This Guy Should Be Sacked
A developer I work with in Brazil wrote to me this week to say that several recent reservations he’s received from would-be American buyers have been cancelled after the buyers have spoken with their financial advisors.
Reasons these financial advisors have counseled their clients to pull out of purchases after having signed contracts include:
- It’s “better” to invest in U.S. real estate…
- It’s too risky to invest outside the United States…
- It’s illegal.
I’d fire any financial advisor who told me it’s illegal to invest in real estate outside the United States. He’s either too stupid to have his job or he’s an outright liar trying to keep all your money under his control so he can earn more commissions.
The other two reasons could be explained by greed, as well. U.S. money managers will do or say anything they can to keep control of your assets.
In addition, most of them offer this kind of advice—it’s better to invest in U.S. property and it’s too risky to invest in non-U.S. property—out of simple inexperience. They just don’t know any better.
In fact, I’d agree that it can be better to invest in U.S. real estate under some circumstances. If your portfolio is 100% invested in non-U.S. assets, I’d suggest looking at U.S. markets. Remember, I’m all about options and would never let any border get in my way when shopping for investment opportunity.
I’m a global property investor. The United States is part of the globe.
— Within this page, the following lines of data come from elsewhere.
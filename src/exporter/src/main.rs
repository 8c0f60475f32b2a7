// Copyright Materialize, Inc. and contributors. All rights reserved.
//
// Use of this software is governed by the Business Source License
// included in the LICENSE file.
//
// As of the Change Date specified in that file, in accordance with
// the Business Source License, use of this software will be governed
// by the Apache License, Version 2.0.

//! Prometheus exporter for local volume convert, expand and migrate
//! operations.

use std::net::SocketAddr;
use std::process;
use std::sync::Arc;
use std::time::Duration;

use anyhow::Context;
use kube::config::KubeConfigOptions;
use kube::{Api, Client, Config};
use prometheus::Registry;
use tracing::{info, warn};
use tracing_subscriber::EnvFilter;

use hwameistor_operation_metrics::crd::local_volume_convert::v1alpha1::LocalVolumeConvert;
use hwameistor_operation_metrics::crd::local_volume_expand::v1alpha1::LocalVolumeExpand;
use hwameistor_operation_metrics::crd::local_volume_migrate::v1alpha1::LocalVolumeMigrate;
use hwameistor_operation_metrics::kind::{Convert, Expand, Migrate, OperationKind};
use hwameistor_operation_metrics::registry::{OperationMetrics, OperationStores};
use hwameistor_operation_metrics::store::kubernetes::ReflectorSnapshotStore;

mod http;

/// Serves metrics for local volume maintenance operations.
#[derive(clap::Parser, Debug)]
#[clap(name = "hwameistor-exporter", version)]
struct Args {
    /// The address on which to serve `/metrics`.
    #[clap(
        long,
        env = "HWAMEISTOR_EXPORTER_LISTEN_ADDR",
        value_name = "HOST:PORT",
        default_value = "0.0.0.0:8080"
    )]
    listen_addr: SocketAddr,
    /// The kubeconfig context to use. Uses the in-cluster configuration, or
    /// the kubeconfig's current context, if absent.
    #[clap(long, env = "HWAMEISTOR_EXPORTER_KUBERNETES_CONTEXT", value_name = "CONTEXT")]
    kubernetes_context: Option<String>,
    /// Which log events to emit, as a `tracing` filter directive.
    #[clap(
        long,
        env = "HWAMEISTOR_EXPORTER_LOG_FILTER",
        value_name = "FILTER",
        default_value = "info"
    )]
    log_filter: String,
    /// How long to wait for the operation caches to sync before serving.
    /// Kinds that have not synced report nothing until they do.
    #[clap(
        long,
        env = "HWAMEISTOR_EXPORTER_INITIAL_SYNC_TIMEOUT",
        value_parser = humantime::parse_duration,
        default_value = "60s"
    )]
    initial_sync_timeout: Duration,
}

#[tokio::main]
async fn main() {
    let args: Args = clap::Parser::parse();
    if let Err(err) = run(args).await {
        eprintln!("hwameistor-exporter: fatal: {:#}", err);
        process::exit(1);
    }
}

async fn run(args: Args) -> Result<(), anyhow::Error> {
    let filter = EnvFilter::try_new(&args.log_filter).context("parsing --log-filter")?;
    tracing_subscriber::fmt().with_env_filter(filter).init();

    let client = create_client(args.kubernetes_context)
        .await
        .context("creating kubernetes client")?;

    let convert = ReflectorSnapshotStore::spawn(
        Convert::NAME,
        Api::<LocalVolumeConvert>::all(client.clone()),
    );
    let expand = ReflectorSnapshotStore::spawn(
        Expand::NAME,
        Api::<LocalVolumeExpand>::all(client.clone()),
    );
    let migrate =
        ReflectorSnapshotStore::spawn(Migrate::NAME, Api::<LocalVolumeMigrate>::all(client));

    let timeout = args.initial_sync_timeout;
    let synced = tokio::join!(
        convert.wait_until_synced(timeout),
        expand.wait_until_synced(timeout),
        migrate.wait_until_synced(timeout),
    );
    for (kind, synced) in [
        (Convert::NAME, synced.0),
        (Expand::NAME, synced.1),
        (Migrate::NAME, synced.2),
    ] {
        if !synced {
            warn!("{kind} cache not synced after {timeout:?}, serving anyway");
        }
    }

    let registry = Registry::new();
    OperationMetrics::new(OperationStores {
        convert: Arc::new(convert),
        expand: Arc::new(expand),
        migrate: Arc::new(migrate),
    })
    .context("defining operation metrics")?
    .register_into(&registry)
    .context("registering operation metrics")?;

    let listener = tokio::net::TcpListener::bind(args.listen_addr)
        .await
        .with_context(|| format!("binding to {}", args.listen_addr))?;
    info!("serving metrics on http://{}/metrics", args.listen_addr);
    axum::serve(listener, http::router(registry))
        .with_graceful_shutdown(shutdown_signal())
        .await
        .context("serving metrics")?;
    info!("shut down");
    Ok(())
}

/// Creates a Kubernetes client, from the named kubeconfig context if one is
/// given and from the inferred configuration otherwise.
async fn create_client(context: Option<String>) -> Result<Client, anyhow::Error> {
    let config = match context {
        Some(context) => Config::from_kubeconfig(&KubeConfigOptions {
            context: Some(context),
            ..Default::default()
        })
        .await
        .context("loading kubeconfig")?,
        None => Config::infer()
            .await
            .context("inferring kubernetes configuration")?,
    };
    Ok(Client::try_from(config)?)
}

async fn shutdown_signal() {
    if let Err(err) = tokio::signal::ctrl_c().await {
        warn!("failed to listen for shutdown signal: {err}");
        std::future::pending::<()>().await;
    }
}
However, in my experience, few people are so heavily invested beyond U.S. borders that they should seek balance by focusing on U.S. markets.
No, again, cautions about investing in foreign property markets are almost always based on narrow-mindedness and naiveté.
Of course, I’m preaching to the choir. You’ve already figured this out. Thus your quest for opportunities overseas.
Don’t let the simpleminded, the fearful, or the ignorant interfere or distract. Stay your course.
As when considering any investment, analyze an overseas property opportunity based on how it fits into your existing portfolio and how well it matches your risk profile… then act. It’s your money. Invest it to serve your purposes, not your advisor’s.